What happened: External scan found TLS 1.0 enabled on a legacy service, or CBC cipher suites still active.
How to fix:
- Disable TLS 1.0/1.1 on all services
- Remove CBC cipher suites (use AEAD only: GCM, ChaCha20)
- Run quarterly external scans to catch regressions
- Document approved cipher suite list
SOC 2 Readiness Checklist (Cryptography)
Policies and Procedures
- Written cryptography/encryption policy
- Key management procedures (generation, storage, rotation, destruction)
- Certificate management procedures
- SSH key management policy
- Incident response procedure for key/certificate compromise
Technical Controls
- TLS 1.2+ on all external services (verified by scan)

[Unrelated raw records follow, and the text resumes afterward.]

//! The one-directional message pump between two legs.

use std::{sync::Arc, time::Duration};

use tokio::time::sleep;
use tracing::{debug, warn};

use crate::{
    bridge::{leg::PeerLeg, ConnectionBridge},
    protocol::message::Message,
};

/// Poll granularity while the bridge is paused.
const PAUSE_POLL_INTERVAL: Duration = Duration::from_millis(100);

/// Pumps messages from `source` to `destination` until the bridge is
/// disabled or an I/O error forces a restart.
///
/// While the bridge is paused no message is consumed from the source, so
/// traffic is delayed, never lost. Peer discovery messages are swallowed;
/// everything else is forwarded verbatim, in read order. The task may block
/// in a read or write indefinitely; `disconnect` aborts it rather than
/// waiting for it to notice the disabled flag.
pub(super) async fn route_traffic(
    bridge: Arc<ConnectionBridge>,
    source: Arc<PeerLeg>,
    destination: Arc<PeerLeg>,
) {
    loop {
        if bridge.is_disabled() {
            break;
        }
        if bridge.is_paused() {
            sleep(PAUSE_POLL_INTERVAL).await;
            continue;
        }

        let message = source.recv().await;
        // A read raced against a disconnect is not a routing failure.
        if bridge.is_disabled() {
            break;
        }

        let message = match message {
            Ok(message) => message,
            Err(err) => {
                warn!("read failed on {source}: {err}, restarting the bridge");
                restart_in_background(bridge);
                return;
            }
        };

        match message {
            // The bridge does not emulate peer discovery gossip between its
            // two ends.
            Message::Addr(_) | Message::GetAddr => continue,
            message => {
                // A read that raced the pause flag is held back here instead
                // of being delivered early.
                while bridge.is_paused() && !bridge.is_disabled() {
                    sleep(PAUSE_POLL_INTERVAL).await;
                }
                if bridge.is_disabled() {
                    break;
                }

                debug!("forwarding {message} from {source} to {destination}");
                if let Err(err) = destination.send(&message).await {
                    warn!("write failed on {destination}: {err}, restarting the bridge");
                    restart_in_background(bridge);
                    return;
                }
            }
        }
    }
}

// The restart runs on a fresh task: its disconnect phase tears down every
// router, and a router must not tear down itself.
fn restart_in_background(bridge: Arc<ConnectionBridge>) {
    tokio::spawn(async move { bridge.self_heal().await });
}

- No weak cipher suites (verified by scan)
- Database encryption enabled (TDE or column-level)
- Cloud storage encryption enabled (SSE/CMEK)

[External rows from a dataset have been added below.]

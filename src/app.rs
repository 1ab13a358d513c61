//! Poll loop that keeps the indicator in sync with the VPN client.
//!
//! One task owns the [`Orchestrator`]: status polls, user actions and
//! command completions are all handled in turn, so the override and the
//! poll timer never need locking.

use anyhow::Result;
use std::collections::BTreeMap;
use std::path::PathBuf;
use std::str::FromStr;
use std::sync::Arc;
use std::time::Duration;
use tokio::sync::mpsc;
use tokio::time::{sleep_until, Instant};

use crate::config::{Category, FavoriteEdit, Settings};
use crate::state::{DisplayState, OverrideKeys, Resolver, StatusLabel};
use crate::ui::{MenuLists, MenuModel, PanelLabel, UiSink};
use crate::vpn::parser::{self, StatusRecord};
use crate::vpn::servers::{NoServers, ServerDirectory};
use crate::vpn::{CommandGateway, GatewayError, VpnCommand};

/// Fixed cadence while the extra-large button shows uptime and transfer
pub const EXTRA_LARGE_REFRESH_SECS: u64 = 3;

/// Minimum spacing between two connect attempts
pub const CONNECT_THROTTLE: Duration = Duration::from_secs(9);

/// Minimum spacing between two country/city/server list rebuilds
pub const LIST_REBUILD_INTERVAL: Duration = Duration::from_secs(30);

/// Longest time polling stays suspended behind a connect or disconnect
pub const SUSPEND_GUARD: Duration = Duration::from_secs(30);

/// Consecutive failed polls before the panel switches to Error
const FAILURES_BEFORE_ERROR: u32 = 2;

/// Requests from the UI side
#[derive(Debug, Clone, PartialEq, Eq)]
pub enum Control {
    MenuOpened,
    MenuClosed,
    Refresh,
    Connect(Option<OverrideKeys>),
    Disconnect,
    Login,
    Logout,
    Favorite(FavoriteEdit),
    Shutdown,
}

impl FromStr for Control {
    type Err = anyhow::Error;

    /// Parse a console line such as `connect cities New York`.
    ///
    /// Without a leading target kind, `connect` words name a country.
    fn from_str(line: &str) -> Result<Self> {
        let mut words = line.split_whitespace();
        let Some(verb) = words.next() else {
            anyhow::bail!("empty command");
        };

        let control = match verb.to_lowercase().as_str() {
            "open" => Control::MenuOpened,
            "close" => Control::MenuClosed,
            "refresh" => Control::Refresh,
            "connect" => {
                let rest: Vec<&str> = words.collect();
                let target = match rest.as_slice() {
                    [] => None,
                    [first, value @ ..] if !value.is_empty() => match Category::from_name(first) {
                        Some(scope) => Some(OverrideKeys::new(scope, value.join("_"))),
                        None => Some(OverrideKeys::new(Category::Countries, rest.join("_"))),
                    },
                    names => Some(OverrideKeys::new(Category::Countries, names.join("_"))),
                };
                Control::Connect(target)
            }
            "disconnect" => Control::Disconnect,
            "login" => Control::Login,
            "logout" => Control::Logout,
            "favorite" | "fav" => {
                let rest: Vec<&str> = words.collect();
                Control::Favorite(rest.join(" ").parse()?)
            }
            "quit" | "exit" => Control::Shutdown,
            other => anyhow::bail!("unknown command `{}`", other),
        };
        Ok(control)
    }
}

#[derive(Debug, Clone, Copy, PartialEq, Eq)]
enum Action {
    Connect,
    Disconnect,
    Login,
    Logout,
}

/// Completion of a command issued in the background
#[derive(Debug)]
struct Finished {
    action: Action,
    result: Result<String, GatewayError>,
}

/// Single pending one-shot deadline for the next poll
#[derive(Debug, Default)]
pub struct PollTimer {
    deadline: Option<Instant>,
}

impl PollTimer {
    /// Replace any pending deadline
    pub fn schedule(&mut self, after: Duration) {
        self.deadline = Some(Instant::now() + after);
    }

    pub fn schedule_at(&mut self, at: Instant) {
        self.deadline = Some(at);
    }

    /// Idempotent
    pub fn cancel(&mut self) {
        self.deadline = None;
    }

    pub fn deadline(&self) -> Option<Instant> {
        self.deadline
    }

    pub fn is_pending(&self) -> bool {
        self.deadline.is_some()
    }
}

async fn wait_for(deadline: Option<Instant>) {
    match deadline {
        Some(at) => sleep_until(at).await,
        None => std::future::pending().await,
    }
}

/// Poll `status` and `account` once
pub async fn fetch_status(gateway: &dyn CommandGateway) -> Result<StatusRecord, GatewayError> {
    let status = gateway.exec_if_running(&VpnCommand::Status).await?;
    let account = gateway.exec_if_running(&VpnCommand::Account).await?;

    let mut record = parser::parse_status(&status);
    record.logged_in = parser::parse_account(&account).logged_in;
    Ok(record)
}

/// Countries, the selected countries' cities and servers, favorites first
async fn fetch_lists(
    gateway: &dyn CommandGateway,
    directory: &dyn ServerDirectory,
    settings: &Settings,
) -> Result<MenuLists> {
    let favorites = &settings.favorites;
    let common = settings.commonfavorite;

    let raw = gateway.exec_if_running(&VpnCommand::Countries).await?;
    let countries = favorites.order(
        Category::Countries,
        common,
        parser::parse_city_country_list(&raw),
    );

    let mut cities = BTreeMap::new();
    for country in &settings.countries_selected_for_cities {
        match gateway
            .exec_if_running(&VpnCommand::Cities(country.clone()))
            .await
        {
            Ok(raw) => {
                let mut list = favorites.order(
                    Category::Cities,
                    common,
                    parser::parse_city_country_list(&raw),
                );
                list.truncate(settings.number_cities_per_countries as usize);
                cities.insert(country.clone(), list);
            }
            Err(e) => tracing::warn!("Could not list cities for {}: {}", country, e),
        }
    }

    let mut servers = BTreeMap::new();
    let limit = settings.number_servers_per_countries as usize;
    for country in &settings.countries_selected_for_servers {
        match directory.servers(country, limit).await {
            Ok(mut list) => {
                list.truncate(limit);
                servers.insert(
                    country.clone(),
                    favorites.order(Category::Servers, common, list),
                );
            }
            Err(e) => tracing::warn!("Could not list servers for {}: {}", country, e),
        }
    }

    Ok(MenuLists {
        countries,
        cities,
        servers,
    })
}

pub struct Orchestrator {
    gateway: Arc<dyn CommandGateway>,
    servers: Arc<dyn ServerDirectory>,
    settings: Settings,
    sink: Box<dyn UiSink>,
    settings_path: Option<PathBuf>,

    resolver: Resolver,
    timer: PollTimer,
    running: bool,
    quick_refresh: bool,
    display: Option<DisplayState>,
    failures: u32,

    // Polling pauses while connect/disconnect runs, up to SUSPEND_GUARD
    suspension: Option<(Action, Instant)>,
    last_connect: Option<Instant>,
    last_list_rebuild: Option<Instant>,

    finished_tx: mpsc::UnboundedSender<Finished>,
    finished_rx: mpsc::UnboundedReceiver<Finished>,
}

- Full disk encryption on all endpoints (MDM-verified)
- Backup encryption enabled
- KMS/HSM for key storage (not plaintext files)

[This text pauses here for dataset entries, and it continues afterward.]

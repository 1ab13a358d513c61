mod app;
mod config;
mod state;
mod ui;
mod vpn;

use anyhow::{Context, Result};
use clap::Parser;
use std::sync::Arc;
use tokio::io::{AsyncBufReadExt, BufReader};
use tokio::sync::mpsc;
use tracing_subscriber::{layer::SubscriberExt, util::SubscriberInitExt};

use app::{Control, Orchestrator};
use config::{FavoriteEdit, SettingKey, SettingValue, Settings};
use state::{Resolver, StatusLabel};
use ui::{ConsoleSink, MenuModel, PanelLabel};
use vpn::{CommandGateway, NordCli, VpnCommand};

#[derive(Parser, Debug)]
#[command(name = "nordtray")]
#[command(author = "Sean Fournier")]
#[command(version = "0.1.0")]
#[command(about = "Status indicator daemon for the NordVPN command-line client")]
struct Args {
    /// Run the status poll loop, reading commands from stdin (default)
    #[arg(short, long)]
    daemon: bool,

    /// Output current VPN status as JSON (for status bars)
    #[arg(short, long)]
    status: bool,

    /// Connect, optionally to a country, city or server
    #[arg(short, long, num_args = 0..=1, default_missing_value = "")]
    connect: Option<String>,

    /// Disconnect from VPN
    #[arg(long)]
    disconnect: bool,

    /// Log in to the VPN account
    #[arg(long)]
    login: bool,

    /// Log out of the VPN account
    #[arg(long)]
    logout: bool,

    /// Copy the VPN client's settings into the settings file
    #[arg(long)]
    sync_settings: bool,

    /// Change a VPN client setting, e.g. --set killswitch on
    #[arg(long, num_args = 2, value_names = ["KEY", "VALUE"])]
    set: Option<Vec<String>>,

    /// Print a stored setting, e.g. --get countries-selected-for-cities
    #[arg(long, value_name = "KEY")]
    get: Option<String>,

    /// Edit favorites, e.g. --favorite add countries Sweden
    #[arg(long, num_args = 3.., value_names = ["ACTION", "KIND", "NAME"])]
    favorite: Option<Vec<String>>,
}

#[tokio::main]
async fn main() -> Result<()> {
    // Initialize logging
    tracing_subscriber::registry()
        .with(tracing_subscriber::fmt::layer().with_writer(std::io::stderr))
        .with(tracing_subscriber::EnvFilter::from_default_env())
        .init();

    let args = Args::parse();
    let mut settings = Settings::load().context("Could not load settings")?;
    let gateway = Arc::new(NordCli::new(
        settings.cli_path.clone(),
        settings.command_timeout(),
    ));

    if args.status {
        return print_status(gateway.as_ref(), &settings).await;
    }

    if args.sync_settings {
        let applied = vpn::settings::sync_settings(gateway.as_ref(), &mut settings).await?;
        settings.save()?;
        println!("Synced {} settings", applied);
        return Ok(());
    }

    if let Some(key) = args.get {
        let key = SettingKey::from_name(&key).with_context(|| format!("Unknown setting `{}`", key))?;
        println!("{}", serde_json::to_string(&settings.get_value(key))?);
        return Ok(());
    }

    if let Some(words) = args.favorite {
        let edit: FavoriteEdit = words.join(" ").parse()?;
        if edit.apply(&mut settings.favorites, settings.commonfavorite) {
            settings.save()?;
        }
        println!("{}", settings.favorites.list(edit.category, settings.commonfavorite).join("\n"));
        return Ok(());
    }

    if let Some(pair) = args.set {
        let (key, value) = (&pair[0], &pair[1]);
        let key = SettingKey::from_name(key).with_context(|| format!("Unknown setting `{}`", key))?;
        let value = match value.to_lowercase().as_str() {
            "on" | "true" => SettingValue::Bool(true),
            "off" | "false" => SettingValue::Bool(false),
            _ => vpn::parser::resolve_settings_value(value),
        };
        vpn::settings::apply_setting(gateway.as_ref(), &mut settings, key, value).await?;
        return settings.save();
    }

    if let Some(target) = args.connect {
        let command = VpnCommand::Connect((!target.is_empty()).then_some(target));
        return run_once(gateway.as_ref(), &settings, &command, "Connected").await;
    }

    if args.disconnect {
        return run_once(gateway.as_ref(), &settings, &VpnCommand::Disconnect, "VPN disconnected")
            .await;
    }

    if args.login {
        return run_once(gateway.as_ref(), &settings, &VpnCommand::Login, "Login started").await;
    }

    if args.logout {
        return run_once(gateway.as_ref(), &settings, &VpnCommand::Logout, "Logged out").await;
    }

    if !args.daemon {
        tracing::debug!("No action given, running the daemon");
    }
    run_daemon(gateway, settings).await
}

async fn print_status(gateway: &dyn CommandGateway, settings: &Settings) -> Result<()> {
    let record = app::fetch_status(gateway).await?;
    let display = Resolver::new().resolve(&record, false);
    let label = PanelLabel::render(&display, &record, settings);
    let menu = MenuModel::build(&display, &record, settings);

    let class = display.state().label().to_lowercase().replace(' ', "-");
    let output = serde_json::json!({
        "text": label.text,
        "tooltip": menu.tooltip(),
        "class": class,
        "alt": class,
        "state": display.state(),
        "connected": display.state() == StatusLabel::Connected,
        "logged_in": record.logged_in,
        "country": record.country,
        "city": record.city,
        "server": record.current_server,
        "update": record.update_message,
    });

    println!("{}", serde_json::to_string(&output)?);
    Ok(())
}

async fn run_once(
    gateway: &dyn CommandGateway,
    settings: &Settings,
    command: &VpnCommand,
    done: &str,
) -> Result<()> {
    if !gateway.is_running().await {
        anyhow::bail!("The NordVPN daemon is not running");
    }

    let output = gateway.exec_async(command).await?;
    let output = output.trim();
    if !output.is_empty() {
        println!("{}", output);
    }
    if settings.desktop_notifications {
        notify("nordtray", done)?;
    }
    Ok(())
}

async fn run_daemon(gateway: Arc<NordCli>, settings: Settings) -> Result<()> {
    tracing::info!("Starting nordtray daemon");

    let (control_tx, control_rx) = mpsc::channel(16);

    let stdin_tx = control_tx.clone();
    tokio::spawn(async move {
        let mut lines = BufReader::new(tokio::io::stdin()).lines();
        while let Ok(Some(line)) = lines.next_line().await {
            if line.trim().is_empty() {
                continue;
            }
            match line.parse::<Control>() {
                Ok(control) => {
                    if stdin_tx.send(control).await.is_err() {
                        break;
                    }
                }
                Err(e) => tracing::warn!("{}", e),
            }
        }
    });

    tokio::spawn(async move {
        if tokio::signal::ctrl_c().await.is_ok() {
            let _ = control_tx.send(Control::Shutdown).await;
        }
    });

    Orchestrator::new(gateway, settings, Box::new(ConsoleSink::new()))
        .with_settings_path(Settings::config_path()?)
        .run(control_rx)
        .await
}

fn notify(summary: &str, body: &str) -> Result<()> {
    notify_rust::Notification::new()
        .summary(summary)
        .body(body)
        .icon("network-vpn")
        .show()?;
    Ok(())
}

- Automated certificate renewal (ACME/cert-manager)
- Certificate expiry monitoring with alerts
Evidence and Audit Trail
- Certificate inventory (current, with owners)
- Key rotation evidence (KMS logs, cert renewal logs)
- Access control evidence (who can access keys/certs)
- Monitoring dashboard screenshots
- Alert history (showing alerts were triggered and resolved)
- Incident records (any crypto-related incidents and resolution)
- Offboarding evidence (keys removed for departed employees)
Ongoing Operations
- Quarterly TLS scan (external)
- Monthly certificate inventory review
- Annual key rotation verification
- Annual policy review and update
- Employee offboarding includes credential revocation
Type I vs Type II: What Changes for Crypto
SOC 2 Type I: Point-in-time assessment. Auditor checks: “Do these controls exist today?”
- Evidence: Current configurations, current policies, current inventory
SOC 2 Type II: Period assessment (typically 6-12 months). Auditor checks: “Did these controls operate effectively over the period?”
- Evidence: Logs showing controls worked consistently, alert history, rotation evidence over time, no gaps in monitoring
For Type II, you need continuous evidence — not just “we have monitoring” but “here are 12 months of monitoring data showing no certificate expired without warning.”
FAQ
Q: Does SOC 2 require specific encryption algorithms? A: No. SOC 2 doesn’t prescribe algorithms. It requires “appropriate” encryption based on risk. In practice, auditors expect industry-standard algorithms (AES-256, TLS 1.2+, SHA-256+). Using deprecated algorithms (DES, MD5, TLS 1.0) would be a finding.
Q: Do we need an HSM for SOC 2? A: Not required. SOC 2 requires keys to be “appropriately protected.” Cloud KMS (AWS KMS, Azure Key Vault) satisfies this for most organizations. HSMs are needed for specific compliance requirements (PCI PIN, WebTrust) but not SOC 2 specifically.
Q: How detailed does the certificate inventory need to be? A: Auditors expect: hostname/subject, issuer, expiry date, owner, and renewal method for each certificate. They don’t need every technical detail — but they need enough to verify certificates are tracked and managed.
Q: What if we had a certificate outage during the audit period? A: Document it as an incident. Show: what happened, when it was detected, how it was resolved, and what you changed to prevent recurrence. A single incident isn’t necessarily a finding — but a pattern of incidents (or no response procedure) is.
Q: Is automated certificate renewal sufficient evidence of “key rotation”? A: Yes — if your ACME/cert-manager generates new key pairs at each renewal (which is the default). Each renewal with a new key pair IS key rotation. Document this: “TLS keys are rotated every 90 days via automated certificate renewal (new key pair generated at each renewal).”